__Data for this task__:

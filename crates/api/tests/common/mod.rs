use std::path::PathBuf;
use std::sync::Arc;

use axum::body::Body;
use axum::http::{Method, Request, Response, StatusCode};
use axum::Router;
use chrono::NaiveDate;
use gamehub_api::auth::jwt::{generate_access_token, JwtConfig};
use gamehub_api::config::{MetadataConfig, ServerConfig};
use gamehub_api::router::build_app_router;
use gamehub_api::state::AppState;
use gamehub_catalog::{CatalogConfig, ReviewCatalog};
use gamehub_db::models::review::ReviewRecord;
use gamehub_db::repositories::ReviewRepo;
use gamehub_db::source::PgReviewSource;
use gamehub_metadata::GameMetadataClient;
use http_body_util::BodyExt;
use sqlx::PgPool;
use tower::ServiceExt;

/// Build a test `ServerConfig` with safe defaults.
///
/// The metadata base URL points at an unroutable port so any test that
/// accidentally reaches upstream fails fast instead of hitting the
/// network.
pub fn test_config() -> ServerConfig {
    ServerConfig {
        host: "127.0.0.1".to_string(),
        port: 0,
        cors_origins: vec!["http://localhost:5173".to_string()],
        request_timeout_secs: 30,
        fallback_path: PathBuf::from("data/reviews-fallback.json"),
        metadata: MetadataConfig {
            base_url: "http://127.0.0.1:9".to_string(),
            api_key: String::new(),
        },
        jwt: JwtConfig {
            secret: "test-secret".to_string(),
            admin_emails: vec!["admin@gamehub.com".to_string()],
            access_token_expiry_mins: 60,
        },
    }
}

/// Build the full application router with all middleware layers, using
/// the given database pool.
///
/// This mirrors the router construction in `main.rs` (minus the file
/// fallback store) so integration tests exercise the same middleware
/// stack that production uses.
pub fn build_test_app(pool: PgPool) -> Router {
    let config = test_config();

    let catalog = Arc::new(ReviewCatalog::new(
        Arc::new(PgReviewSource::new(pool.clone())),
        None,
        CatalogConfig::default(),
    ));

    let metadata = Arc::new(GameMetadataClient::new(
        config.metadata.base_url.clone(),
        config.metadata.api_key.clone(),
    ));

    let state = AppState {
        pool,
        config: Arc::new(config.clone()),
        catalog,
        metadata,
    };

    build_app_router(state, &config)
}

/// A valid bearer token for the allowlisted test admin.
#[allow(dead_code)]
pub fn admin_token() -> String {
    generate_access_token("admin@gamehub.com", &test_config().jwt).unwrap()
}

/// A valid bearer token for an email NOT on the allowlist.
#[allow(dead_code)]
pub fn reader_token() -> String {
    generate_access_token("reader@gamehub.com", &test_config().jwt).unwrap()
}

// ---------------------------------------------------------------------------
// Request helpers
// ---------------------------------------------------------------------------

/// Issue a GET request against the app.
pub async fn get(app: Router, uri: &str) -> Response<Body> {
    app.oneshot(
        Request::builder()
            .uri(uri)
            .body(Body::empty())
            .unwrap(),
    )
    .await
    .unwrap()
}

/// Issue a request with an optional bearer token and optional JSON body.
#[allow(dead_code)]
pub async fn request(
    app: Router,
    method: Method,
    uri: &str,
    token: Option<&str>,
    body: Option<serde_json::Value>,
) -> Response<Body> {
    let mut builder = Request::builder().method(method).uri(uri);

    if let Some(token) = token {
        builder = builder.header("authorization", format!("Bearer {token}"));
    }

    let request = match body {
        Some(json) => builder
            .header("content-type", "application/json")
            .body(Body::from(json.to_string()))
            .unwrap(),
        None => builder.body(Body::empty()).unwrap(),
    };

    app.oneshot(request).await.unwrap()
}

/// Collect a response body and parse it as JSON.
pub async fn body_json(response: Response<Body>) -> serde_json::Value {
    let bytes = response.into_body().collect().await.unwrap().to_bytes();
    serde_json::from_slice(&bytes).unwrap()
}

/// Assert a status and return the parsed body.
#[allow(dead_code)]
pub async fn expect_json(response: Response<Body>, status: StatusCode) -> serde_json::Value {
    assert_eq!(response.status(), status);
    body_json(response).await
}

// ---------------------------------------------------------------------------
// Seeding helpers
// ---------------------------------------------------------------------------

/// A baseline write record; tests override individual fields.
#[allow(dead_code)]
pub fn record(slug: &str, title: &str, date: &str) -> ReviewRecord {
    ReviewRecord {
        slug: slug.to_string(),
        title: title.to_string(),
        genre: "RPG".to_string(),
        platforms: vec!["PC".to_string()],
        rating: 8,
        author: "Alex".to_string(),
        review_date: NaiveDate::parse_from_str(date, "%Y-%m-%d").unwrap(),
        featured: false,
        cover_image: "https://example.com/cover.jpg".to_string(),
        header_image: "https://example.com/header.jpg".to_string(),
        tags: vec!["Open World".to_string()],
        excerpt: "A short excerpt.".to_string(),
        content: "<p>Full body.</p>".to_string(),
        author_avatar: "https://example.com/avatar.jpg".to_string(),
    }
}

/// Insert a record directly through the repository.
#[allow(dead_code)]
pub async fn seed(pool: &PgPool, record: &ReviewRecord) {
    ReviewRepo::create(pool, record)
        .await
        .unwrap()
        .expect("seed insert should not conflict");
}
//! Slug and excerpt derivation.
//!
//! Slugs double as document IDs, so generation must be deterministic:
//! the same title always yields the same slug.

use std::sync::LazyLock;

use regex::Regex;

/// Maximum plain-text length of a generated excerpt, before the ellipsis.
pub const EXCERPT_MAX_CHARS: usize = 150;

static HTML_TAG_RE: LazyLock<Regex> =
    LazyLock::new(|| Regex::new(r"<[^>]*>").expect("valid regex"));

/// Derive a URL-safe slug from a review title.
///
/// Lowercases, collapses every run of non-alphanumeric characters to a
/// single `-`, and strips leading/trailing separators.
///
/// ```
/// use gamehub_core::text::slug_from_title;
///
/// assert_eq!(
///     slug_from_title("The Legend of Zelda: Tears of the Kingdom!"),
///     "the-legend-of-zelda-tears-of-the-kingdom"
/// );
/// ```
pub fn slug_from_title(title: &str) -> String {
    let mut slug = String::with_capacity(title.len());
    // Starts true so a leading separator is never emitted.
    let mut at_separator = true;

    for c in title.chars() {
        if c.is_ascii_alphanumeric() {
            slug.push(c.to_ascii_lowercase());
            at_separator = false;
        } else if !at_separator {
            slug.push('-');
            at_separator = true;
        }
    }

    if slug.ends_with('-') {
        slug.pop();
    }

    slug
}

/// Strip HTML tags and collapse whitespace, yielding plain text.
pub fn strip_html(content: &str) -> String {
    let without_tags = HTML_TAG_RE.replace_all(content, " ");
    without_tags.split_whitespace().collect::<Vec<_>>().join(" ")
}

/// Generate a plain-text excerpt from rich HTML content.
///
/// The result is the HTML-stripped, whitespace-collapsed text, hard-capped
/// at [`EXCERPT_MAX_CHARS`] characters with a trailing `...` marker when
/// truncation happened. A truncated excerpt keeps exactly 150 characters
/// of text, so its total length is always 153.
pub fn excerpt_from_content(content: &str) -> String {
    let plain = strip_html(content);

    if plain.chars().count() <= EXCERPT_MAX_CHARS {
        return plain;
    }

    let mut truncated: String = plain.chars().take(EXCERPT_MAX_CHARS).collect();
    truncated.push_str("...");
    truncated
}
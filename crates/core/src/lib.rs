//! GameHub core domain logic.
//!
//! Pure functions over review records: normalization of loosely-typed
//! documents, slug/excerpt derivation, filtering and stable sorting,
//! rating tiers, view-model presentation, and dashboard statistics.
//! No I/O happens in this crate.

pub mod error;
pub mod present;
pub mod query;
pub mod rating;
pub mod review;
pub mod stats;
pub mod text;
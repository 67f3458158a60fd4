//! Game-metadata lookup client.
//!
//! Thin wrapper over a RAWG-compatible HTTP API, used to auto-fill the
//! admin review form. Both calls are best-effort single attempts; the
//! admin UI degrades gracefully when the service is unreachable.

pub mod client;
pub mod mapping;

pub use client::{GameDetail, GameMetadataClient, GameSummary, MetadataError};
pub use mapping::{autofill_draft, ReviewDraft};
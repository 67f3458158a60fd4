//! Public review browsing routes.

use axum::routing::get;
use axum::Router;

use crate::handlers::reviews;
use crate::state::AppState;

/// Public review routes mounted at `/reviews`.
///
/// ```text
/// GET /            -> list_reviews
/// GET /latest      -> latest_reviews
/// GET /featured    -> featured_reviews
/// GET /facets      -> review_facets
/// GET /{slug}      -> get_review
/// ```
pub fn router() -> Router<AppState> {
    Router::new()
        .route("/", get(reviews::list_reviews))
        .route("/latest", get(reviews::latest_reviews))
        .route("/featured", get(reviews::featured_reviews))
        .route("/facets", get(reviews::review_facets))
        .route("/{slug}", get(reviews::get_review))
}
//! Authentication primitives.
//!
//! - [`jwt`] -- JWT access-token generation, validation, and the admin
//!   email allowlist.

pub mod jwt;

__About this task__:
Lines with the string "tests" in the data above: say how many there are, giving the number alone.

__Exercise response__:
3